(INFORMATION PROVIDED)
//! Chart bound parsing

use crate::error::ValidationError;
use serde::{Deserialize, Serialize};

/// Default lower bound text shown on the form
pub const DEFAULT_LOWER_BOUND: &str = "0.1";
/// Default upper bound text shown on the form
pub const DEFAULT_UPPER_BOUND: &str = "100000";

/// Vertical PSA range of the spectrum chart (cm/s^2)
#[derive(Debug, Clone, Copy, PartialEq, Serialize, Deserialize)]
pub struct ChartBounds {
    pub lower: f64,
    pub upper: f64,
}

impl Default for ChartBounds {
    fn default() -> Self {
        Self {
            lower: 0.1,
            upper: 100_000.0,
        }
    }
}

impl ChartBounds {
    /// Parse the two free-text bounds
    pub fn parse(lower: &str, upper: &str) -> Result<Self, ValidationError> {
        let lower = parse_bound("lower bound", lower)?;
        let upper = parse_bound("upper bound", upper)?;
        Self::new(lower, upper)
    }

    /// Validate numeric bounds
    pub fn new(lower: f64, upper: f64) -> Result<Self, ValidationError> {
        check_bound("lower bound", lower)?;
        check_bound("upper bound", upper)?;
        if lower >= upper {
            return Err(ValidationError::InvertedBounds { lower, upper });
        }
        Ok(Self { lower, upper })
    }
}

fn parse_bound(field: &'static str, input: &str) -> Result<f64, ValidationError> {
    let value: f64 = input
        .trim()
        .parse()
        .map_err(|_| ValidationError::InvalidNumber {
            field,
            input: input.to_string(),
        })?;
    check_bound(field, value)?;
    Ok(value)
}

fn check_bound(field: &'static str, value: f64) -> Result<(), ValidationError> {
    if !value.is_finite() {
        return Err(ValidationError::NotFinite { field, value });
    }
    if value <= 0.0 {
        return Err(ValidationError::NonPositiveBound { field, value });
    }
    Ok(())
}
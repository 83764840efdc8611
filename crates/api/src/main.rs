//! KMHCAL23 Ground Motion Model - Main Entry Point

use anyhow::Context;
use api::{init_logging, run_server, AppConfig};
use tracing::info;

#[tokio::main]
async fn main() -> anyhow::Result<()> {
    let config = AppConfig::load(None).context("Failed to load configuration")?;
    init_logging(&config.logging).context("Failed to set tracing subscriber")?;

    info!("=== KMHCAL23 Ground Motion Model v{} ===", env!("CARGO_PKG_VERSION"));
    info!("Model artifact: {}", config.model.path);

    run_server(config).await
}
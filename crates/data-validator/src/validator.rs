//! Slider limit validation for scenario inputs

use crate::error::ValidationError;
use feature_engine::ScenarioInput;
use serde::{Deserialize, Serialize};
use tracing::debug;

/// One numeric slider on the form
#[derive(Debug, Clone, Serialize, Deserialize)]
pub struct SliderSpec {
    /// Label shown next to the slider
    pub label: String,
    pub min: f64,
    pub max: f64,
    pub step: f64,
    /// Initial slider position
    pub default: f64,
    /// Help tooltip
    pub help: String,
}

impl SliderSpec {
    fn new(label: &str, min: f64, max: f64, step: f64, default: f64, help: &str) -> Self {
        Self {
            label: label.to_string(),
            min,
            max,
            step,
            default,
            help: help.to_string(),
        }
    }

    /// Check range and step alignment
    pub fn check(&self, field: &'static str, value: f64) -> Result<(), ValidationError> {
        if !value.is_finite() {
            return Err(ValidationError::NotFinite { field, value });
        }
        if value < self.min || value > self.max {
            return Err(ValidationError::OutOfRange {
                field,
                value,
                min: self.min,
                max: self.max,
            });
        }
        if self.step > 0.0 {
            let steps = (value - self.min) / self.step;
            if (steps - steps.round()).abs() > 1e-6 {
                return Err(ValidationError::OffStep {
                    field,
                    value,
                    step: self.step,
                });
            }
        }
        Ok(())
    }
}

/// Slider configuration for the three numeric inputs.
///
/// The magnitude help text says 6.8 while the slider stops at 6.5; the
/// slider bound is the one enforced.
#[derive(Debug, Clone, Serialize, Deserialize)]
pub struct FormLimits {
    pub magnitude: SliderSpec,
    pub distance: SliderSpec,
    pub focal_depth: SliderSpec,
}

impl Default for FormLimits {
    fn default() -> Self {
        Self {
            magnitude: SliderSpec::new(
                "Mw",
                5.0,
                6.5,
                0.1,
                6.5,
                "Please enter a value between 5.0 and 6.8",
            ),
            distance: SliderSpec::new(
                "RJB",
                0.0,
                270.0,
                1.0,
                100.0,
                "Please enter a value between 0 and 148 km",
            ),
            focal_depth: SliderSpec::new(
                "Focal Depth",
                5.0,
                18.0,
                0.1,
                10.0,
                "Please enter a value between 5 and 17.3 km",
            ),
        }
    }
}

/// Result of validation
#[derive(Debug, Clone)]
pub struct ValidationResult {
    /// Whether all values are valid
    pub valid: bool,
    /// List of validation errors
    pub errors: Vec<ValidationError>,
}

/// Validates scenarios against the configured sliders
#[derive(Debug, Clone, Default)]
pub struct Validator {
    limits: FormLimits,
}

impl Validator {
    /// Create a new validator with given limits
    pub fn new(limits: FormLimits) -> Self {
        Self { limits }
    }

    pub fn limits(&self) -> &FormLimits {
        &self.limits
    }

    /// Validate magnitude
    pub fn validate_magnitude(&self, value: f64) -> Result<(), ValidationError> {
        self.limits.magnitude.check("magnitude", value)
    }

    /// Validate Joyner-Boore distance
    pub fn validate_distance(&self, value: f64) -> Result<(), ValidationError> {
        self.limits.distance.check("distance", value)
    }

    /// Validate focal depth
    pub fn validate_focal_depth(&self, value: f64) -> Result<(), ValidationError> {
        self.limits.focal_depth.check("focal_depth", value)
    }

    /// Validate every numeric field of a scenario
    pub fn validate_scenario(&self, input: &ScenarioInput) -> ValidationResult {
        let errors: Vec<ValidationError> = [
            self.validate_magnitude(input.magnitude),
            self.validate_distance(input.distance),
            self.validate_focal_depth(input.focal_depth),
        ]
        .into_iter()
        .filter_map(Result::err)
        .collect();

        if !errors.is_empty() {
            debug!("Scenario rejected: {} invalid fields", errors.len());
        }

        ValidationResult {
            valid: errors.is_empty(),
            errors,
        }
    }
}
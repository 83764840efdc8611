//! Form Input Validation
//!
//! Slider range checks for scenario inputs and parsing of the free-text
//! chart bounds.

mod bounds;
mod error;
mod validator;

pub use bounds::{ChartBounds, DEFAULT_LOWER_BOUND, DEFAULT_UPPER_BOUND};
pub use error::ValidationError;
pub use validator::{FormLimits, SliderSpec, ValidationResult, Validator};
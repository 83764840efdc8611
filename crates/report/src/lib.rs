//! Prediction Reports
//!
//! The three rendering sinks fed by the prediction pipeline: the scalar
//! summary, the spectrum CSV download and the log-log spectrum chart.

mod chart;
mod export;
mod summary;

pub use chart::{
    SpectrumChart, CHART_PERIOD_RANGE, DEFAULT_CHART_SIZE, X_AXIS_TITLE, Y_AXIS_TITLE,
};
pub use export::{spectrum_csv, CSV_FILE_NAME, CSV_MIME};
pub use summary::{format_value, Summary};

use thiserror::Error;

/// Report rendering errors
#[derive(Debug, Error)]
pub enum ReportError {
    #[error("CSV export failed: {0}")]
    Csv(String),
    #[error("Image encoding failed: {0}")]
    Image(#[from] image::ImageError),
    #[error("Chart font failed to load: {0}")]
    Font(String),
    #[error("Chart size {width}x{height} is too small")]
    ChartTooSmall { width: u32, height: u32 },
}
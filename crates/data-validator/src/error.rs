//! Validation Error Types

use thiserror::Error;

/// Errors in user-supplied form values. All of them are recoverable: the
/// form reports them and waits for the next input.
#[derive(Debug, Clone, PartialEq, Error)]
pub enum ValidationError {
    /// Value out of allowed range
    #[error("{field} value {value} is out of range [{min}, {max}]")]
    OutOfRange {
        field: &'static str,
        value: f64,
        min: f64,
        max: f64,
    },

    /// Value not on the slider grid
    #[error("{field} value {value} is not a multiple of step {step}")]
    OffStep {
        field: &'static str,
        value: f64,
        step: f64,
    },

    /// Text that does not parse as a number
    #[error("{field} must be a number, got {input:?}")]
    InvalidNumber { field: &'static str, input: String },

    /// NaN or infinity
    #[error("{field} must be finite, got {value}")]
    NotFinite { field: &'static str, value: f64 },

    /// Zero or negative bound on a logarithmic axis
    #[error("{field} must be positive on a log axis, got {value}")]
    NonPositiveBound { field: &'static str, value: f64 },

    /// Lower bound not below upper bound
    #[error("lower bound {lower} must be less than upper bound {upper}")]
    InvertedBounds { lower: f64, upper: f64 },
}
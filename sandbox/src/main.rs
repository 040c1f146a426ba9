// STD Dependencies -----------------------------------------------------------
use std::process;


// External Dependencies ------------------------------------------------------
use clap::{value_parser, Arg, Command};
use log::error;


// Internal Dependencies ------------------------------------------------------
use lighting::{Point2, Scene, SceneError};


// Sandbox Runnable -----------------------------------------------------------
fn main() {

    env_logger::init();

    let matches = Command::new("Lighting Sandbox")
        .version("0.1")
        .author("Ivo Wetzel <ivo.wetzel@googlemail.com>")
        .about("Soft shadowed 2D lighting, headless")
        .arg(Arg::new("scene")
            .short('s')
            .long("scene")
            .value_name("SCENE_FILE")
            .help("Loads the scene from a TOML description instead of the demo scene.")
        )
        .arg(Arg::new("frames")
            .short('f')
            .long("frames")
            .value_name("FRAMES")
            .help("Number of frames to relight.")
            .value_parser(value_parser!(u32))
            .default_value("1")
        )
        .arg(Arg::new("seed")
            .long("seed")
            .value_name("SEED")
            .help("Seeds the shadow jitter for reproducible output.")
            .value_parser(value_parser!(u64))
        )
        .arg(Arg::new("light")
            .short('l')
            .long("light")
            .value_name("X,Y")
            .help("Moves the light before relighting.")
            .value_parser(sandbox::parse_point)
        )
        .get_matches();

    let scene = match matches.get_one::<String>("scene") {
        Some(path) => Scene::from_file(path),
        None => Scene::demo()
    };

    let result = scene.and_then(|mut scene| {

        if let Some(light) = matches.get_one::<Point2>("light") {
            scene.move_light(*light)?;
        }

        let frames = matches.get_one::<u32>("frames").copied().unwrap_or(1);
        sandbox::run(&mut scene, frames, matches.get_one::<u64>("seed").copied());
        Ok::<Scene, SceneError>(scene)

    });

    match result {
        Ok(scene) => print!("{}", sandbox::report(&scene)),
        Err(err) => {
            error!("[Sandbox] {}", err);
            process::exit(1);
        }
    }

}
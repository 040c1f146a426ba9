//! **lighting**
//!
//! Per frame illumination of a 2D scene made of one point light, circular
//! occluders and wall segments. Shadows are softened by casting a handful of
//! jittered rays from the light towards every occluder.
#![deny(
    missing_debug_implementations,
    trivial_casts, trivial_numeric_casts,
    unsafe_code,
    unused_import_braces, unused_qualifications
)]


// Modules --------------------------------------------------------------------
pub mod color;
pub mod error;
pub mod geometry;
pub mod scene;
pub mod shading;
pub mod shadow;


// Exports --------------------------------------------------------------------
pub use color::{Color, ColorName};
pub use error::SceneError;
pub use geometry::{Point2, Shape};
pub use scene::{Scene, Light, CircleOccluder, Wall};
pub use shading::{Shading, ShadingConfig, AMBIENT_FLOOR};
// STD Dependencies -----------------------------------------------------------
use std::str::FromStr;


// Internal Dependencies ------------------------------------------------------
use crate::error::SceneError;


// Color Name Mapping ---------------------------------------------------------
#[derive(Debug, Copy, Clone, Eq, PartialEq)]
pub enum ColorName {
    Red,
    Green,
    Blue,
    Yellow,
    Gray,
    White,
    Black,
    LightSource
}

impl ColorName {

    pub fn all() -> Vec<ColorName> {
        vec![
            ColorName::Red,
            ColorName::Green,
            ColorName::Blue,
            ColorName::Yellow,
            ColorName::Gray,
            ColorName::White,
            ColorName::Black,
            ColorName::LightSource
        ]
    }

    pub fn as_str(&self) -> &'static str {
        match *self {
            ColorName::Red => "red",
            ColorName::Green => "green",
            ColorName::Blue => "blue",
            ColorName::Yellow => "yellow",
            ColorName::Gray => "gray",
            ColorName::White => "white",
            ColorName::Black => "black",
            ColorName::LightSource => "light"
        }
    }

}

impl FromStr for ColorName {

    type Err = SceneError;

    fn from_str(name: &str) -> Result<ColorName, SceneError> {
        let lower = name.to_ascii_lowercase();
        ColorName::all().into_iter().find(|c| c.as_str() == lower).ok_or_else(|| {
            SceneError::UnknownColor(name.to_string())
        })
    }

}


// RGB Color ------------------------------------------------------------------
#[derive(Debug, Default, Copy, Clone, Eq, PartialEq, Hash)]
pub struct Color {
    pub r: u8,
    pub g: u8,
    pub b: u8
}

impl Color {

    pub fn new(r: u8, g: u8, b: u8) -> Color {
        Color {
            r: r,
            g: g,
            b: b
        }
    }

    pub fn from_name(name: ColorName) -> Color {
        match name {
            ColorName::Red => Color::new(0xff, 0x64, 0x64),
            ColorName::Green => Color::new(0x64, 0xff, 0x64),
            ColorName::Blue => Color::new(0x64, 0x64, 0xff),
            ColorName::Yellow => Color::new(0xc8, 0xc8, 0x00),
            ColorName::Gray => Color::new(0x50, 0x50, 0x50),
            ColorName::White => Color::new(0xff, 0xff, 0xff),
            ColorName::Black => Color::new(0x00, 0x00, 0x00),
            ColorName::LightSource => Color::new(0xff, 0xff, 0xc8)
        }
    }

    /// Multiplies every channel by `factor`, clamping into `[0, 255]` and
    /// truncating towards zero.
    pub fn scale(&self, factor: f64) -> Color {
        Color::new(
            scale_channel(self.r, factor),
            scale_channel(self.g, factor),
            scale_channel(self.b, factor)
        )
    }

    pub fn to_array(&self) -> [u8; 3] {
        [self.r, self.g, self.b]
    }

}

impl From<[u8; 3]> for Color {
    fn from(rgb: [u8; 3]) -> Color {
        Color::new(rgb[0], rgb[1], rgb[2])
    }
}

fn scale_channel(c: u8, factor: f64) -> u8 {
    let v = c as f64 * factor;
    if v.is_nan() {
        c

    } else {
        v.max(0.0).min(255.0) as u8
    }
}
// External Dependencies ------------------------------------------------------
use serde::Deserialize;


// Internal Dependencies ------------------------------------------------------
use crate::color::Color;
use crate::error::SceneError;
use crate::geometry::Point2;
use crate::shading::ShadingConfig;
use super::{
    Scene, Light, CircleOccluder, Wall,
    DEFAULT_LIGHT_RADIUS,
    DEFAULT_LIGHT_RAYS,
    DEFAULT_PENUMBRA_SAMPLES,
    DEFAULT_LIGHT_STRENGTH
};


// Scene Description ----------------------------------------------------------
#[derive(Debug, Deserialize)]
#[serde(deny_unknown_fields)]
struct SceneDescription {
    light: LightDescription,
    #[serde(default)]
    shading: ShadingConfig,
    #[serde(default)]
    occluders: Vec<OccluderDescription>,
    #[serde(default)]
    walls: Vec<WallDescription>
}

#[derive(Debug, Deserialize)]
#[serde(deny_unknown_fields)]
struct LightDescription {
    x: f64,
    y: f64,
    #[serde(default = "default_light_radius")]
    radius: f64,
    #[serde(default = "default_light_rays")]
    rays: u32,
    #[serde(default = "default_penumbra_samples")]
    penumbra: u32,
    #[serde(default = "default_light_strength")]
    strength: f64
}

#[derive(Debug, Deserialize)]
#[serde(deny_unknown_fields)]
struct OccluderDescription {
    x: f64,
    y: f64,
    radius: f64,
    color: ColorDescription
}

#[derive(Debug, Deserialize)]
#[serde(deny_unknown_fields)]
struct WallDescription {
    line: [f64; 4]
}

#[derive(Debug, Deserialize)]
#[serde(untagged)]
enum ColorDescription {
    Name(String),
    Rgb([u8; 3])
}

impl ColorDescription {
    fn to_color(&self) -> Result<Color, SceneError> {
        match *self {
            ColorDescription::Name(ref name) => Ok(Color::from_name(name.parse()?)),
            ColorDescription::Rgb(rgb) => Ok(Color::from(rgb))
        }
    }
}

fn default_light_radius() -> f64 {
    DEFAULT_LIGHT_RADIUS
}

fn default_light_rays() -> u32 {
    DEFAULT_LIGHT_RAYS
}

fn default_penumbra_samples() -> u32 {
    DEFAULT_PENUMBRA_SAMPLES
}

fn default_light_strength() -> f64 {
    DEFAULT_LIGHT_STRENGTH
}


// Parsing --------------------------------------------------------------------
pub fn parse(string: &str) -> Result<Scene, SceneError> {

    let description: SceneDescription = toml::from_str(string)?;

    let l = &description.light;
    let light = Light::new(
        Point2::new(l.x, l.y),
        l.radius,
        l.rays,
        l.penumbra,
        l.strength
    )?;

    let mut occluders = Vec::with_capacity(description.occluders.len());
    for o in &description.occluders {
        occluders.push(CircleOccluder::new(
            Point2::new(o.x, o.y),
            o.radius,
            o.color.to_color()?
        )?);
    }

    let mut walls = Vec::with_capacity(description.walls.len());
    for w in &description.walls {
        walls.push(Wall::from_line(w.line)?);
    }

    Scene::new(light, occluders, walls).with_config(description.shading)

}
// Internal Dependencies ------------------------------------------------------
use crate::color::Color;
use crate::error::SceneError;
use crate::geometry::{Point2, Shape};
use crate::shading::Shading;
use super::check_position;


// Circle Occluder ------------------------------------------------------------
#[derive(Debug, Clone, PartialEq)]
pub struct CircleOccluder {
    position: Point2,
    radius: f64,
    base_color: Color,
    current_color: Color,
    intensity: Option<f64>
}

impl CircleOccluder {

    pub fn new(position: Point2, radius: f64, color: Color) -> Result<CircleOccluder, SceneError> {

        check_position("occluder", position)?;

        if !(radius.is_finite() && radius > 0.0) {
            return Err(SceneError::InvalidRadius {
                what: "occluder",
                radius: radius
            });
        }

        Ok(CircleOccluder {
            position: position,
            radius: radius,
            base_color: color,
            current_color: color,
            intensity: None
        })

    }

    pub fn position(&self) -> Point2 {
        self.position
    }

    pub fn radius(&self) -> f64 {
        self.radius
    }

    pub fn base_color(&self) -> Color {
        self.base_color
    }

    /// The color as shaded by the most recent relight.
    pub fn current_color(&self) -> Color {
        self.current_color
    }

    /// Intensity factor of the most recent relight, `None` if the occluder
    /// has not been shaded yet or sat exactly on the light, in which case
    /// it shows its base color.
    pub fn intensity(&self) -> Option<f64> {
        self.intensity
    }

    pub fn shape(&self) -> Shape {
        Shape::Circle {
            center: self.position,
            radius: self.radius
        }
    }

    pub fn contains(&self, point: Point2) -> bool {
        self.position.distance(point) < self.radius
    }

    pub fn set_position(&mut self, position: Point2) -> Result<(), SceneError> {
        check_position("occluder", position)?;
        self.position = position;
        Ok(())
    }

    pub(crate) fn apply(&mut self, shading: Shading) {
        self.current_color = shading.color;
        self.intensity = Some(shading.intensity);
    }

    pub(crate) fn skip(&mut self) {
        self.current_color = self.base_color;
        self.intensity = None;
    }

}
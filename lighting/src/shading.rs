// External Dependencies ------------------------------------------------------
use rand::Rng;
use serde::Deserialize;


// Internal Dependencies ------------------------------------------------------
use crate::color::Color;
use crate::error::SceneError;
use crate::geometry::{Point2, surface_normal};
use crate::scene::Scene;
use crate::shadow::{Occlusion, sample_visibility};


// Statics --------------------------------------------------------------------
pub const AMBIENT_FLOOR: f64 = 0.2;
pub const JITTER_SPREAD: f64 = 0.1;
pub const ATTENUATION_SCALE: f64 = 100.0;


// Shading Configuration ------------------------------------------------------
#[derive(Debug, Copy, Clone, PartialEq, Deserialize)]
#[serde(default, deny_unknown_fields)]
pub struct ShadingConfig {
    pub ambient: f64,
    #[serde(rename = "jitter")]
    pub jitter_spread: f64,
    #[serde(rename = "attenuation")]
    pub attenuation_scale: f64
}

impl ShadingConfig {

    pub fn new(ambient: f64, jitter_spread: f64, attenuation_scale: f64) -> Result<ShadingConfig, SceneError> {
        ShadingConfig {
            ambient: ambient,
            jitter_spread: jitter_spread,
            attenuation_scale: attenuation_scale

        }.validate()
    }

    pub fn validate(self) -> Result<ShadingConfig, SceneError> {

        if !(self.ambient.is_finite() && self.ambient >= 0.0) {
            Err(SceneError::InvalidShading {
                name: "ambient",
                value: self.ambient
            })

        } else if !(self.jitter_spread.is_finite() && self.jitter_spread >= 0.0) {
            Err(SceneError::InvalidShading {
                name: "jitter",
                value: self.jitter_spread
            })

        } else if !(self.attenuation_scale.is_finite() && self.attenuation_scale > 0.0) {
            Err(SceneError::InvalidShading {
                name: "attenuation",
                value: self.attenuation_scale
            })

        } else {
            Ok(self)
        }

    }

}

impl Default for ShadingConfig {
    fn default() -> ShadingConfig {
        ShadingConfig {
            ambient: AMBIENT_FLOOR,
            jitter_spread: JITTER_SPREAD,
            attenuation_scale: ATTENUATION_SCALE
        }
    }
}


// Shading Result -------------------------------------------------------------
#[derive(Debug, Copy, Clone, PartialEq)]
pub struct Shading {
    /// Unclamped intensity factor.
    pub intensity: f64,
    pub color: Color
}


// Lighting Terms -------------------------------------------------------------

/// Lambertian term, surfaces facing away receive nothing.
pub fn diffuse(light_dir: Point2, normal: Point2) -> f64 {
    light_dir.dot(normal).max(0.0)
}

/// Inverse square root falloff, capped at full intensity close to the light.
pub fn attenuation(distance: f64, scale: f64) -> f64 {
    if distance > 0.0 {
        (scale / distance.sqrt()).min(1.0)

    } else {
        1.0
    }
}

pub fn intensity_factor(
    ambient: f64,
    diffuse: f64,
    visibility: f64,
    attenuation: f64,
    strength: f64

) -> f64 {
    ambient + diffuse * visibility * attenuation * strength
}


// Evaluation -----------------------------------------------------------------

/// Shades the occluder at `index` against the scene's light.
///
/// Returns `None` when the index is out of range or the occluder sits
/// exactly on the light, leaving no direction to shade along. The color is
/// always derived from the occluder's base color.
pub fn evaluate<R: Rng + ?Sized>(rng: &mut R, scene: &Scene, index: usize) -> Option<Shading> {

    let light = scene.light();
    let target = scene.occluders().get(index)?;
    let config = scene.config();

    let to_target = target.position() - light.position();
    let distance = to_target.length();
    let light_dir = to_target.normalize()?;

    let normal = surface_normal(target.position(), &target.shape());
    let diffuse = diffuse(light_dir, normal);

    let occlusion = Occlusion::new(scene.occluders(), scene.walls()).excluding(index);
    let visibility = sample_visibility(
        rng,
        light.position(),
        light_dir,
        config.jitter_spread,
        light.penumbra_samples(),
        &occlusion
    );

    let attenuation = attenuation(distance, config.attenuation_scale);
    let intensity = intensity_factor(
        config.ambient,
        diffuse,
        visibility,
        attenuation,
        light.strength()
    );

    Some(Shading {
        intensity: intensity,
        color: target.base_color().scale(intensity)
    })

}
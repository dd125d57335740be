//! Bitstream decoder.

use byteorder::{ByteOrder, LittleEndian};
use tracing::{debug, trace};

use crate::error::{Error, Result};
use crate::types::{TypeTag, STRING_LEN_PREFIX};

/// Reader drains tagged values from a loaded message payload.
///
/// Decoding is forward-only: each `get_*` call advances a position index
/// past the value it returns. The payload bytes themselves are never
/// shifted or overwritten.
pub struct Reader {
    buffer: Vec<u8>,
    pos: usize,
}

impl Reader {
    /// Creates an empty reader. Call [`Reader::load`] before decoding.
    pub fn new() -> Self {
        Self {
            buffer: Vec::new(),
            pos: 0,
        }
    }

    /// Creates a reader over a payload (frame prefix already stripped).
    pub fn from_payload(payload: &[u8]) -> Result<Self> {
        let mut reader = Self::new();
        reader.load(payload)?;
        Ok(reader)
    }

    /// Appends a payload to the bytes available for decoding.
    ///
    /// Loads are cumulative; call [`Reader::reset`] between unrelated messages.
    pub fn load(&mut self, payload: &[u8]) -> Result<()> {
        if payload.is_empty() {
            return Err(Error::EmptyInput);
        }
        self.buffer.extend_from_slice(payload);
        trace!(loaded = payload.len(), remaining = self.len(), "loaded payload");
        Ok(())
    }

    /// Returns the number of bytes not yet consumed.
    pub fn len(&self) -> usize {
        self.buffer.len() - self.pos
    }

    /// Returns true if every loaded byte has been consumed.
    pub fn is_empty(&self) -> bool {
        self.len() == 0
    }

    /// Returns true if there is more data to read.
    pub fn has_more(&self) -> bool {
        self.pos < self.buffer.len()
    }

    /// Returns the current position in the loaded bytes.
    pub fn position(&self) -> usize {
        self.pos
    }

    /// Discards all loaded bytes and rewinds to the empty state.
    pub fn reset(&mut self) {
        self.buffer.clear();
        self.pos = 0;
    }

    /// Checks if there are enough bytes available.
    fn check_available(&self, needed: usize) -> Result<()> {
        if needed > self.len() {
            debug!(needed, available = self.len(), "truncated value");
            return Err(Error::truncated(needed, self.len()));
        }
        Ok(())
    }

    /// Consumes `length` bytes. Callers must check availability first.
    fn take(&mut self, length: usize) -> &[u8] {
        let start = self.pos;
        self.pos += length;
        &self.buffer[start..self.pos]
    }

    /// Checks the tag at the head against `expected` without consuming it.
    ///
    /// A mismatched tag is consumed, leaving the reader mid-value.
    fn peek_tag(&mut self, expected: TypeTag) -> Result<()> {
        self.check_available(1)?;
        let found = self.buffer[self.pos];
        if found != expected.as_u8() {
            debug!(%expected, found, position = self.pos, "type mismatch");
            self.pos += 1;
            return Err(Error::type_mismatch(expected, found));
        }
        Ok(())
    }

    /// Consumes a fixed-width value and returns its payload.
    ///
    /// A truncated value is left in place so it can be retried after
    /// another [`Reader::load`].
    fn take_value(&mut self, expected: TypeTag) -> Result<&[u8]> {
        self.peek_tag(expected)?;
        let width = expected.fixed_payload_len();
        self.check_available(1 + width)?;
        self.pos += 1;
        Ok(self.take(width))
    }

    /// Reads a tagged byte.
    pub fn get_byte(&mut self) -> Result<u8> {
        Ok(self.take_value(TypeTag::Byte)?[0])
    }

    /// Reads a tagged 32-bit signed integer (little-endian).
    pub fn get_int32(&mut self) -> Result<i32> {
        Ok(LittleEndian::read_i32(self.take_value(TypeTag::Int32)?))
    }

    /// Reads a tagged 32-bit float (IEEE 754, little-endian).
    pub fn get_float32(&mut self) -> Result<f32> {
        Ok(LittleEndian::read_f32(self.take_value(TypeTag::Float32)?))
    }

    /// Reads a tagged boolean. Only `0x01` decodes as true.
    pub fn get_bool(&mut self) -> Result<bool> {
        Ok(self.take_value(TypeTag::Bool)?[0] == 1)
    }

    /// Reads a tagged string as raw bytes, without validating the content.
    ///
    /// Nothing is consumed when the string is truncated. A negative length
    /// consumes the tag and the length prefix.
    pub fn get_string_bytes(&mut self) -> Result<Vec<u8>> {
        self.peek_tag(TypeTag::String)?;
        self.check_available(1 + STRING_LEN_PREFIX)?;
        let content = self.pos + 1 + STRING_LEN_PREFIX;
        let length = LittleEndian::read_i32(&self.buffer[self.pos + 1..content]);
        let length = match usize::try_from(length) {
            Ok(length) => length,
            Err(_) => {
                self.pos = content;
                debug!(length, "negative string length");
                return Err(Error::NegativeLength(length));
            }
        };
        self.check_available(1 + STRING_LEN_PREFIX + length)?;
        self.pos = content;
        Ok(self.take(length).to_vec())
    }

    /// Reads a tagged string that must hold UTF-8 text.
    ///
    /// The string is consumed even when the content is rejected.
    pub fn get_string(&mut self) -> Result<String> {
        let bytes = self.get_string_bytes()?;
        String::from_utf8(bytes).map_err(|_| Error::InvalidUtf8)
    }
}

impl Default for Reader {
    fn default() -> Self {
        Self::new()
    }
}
(End INFORMATION PROVIDED)
Look through the material above and print exactly the lines from the one containing "a number, got" to the one containing "below upper bound", both included, and nothing more.

    #[error("{field} must be a number, got {input:?}")]
    InvalidNumber { field: &'static str, input: String },

    /// NaN or infinity
    #[error("{field} must be finite, got {value}")]
    NotFinite { field: &'static str, value: f64 },

    /// Zero or negative bound on a logarithmic axis
    #[error("{field} must be positive on a log axis, got {value}")]
    NonPositiveBound { field: &'static str, value: f64 },

    /// Lower bound not below upper bound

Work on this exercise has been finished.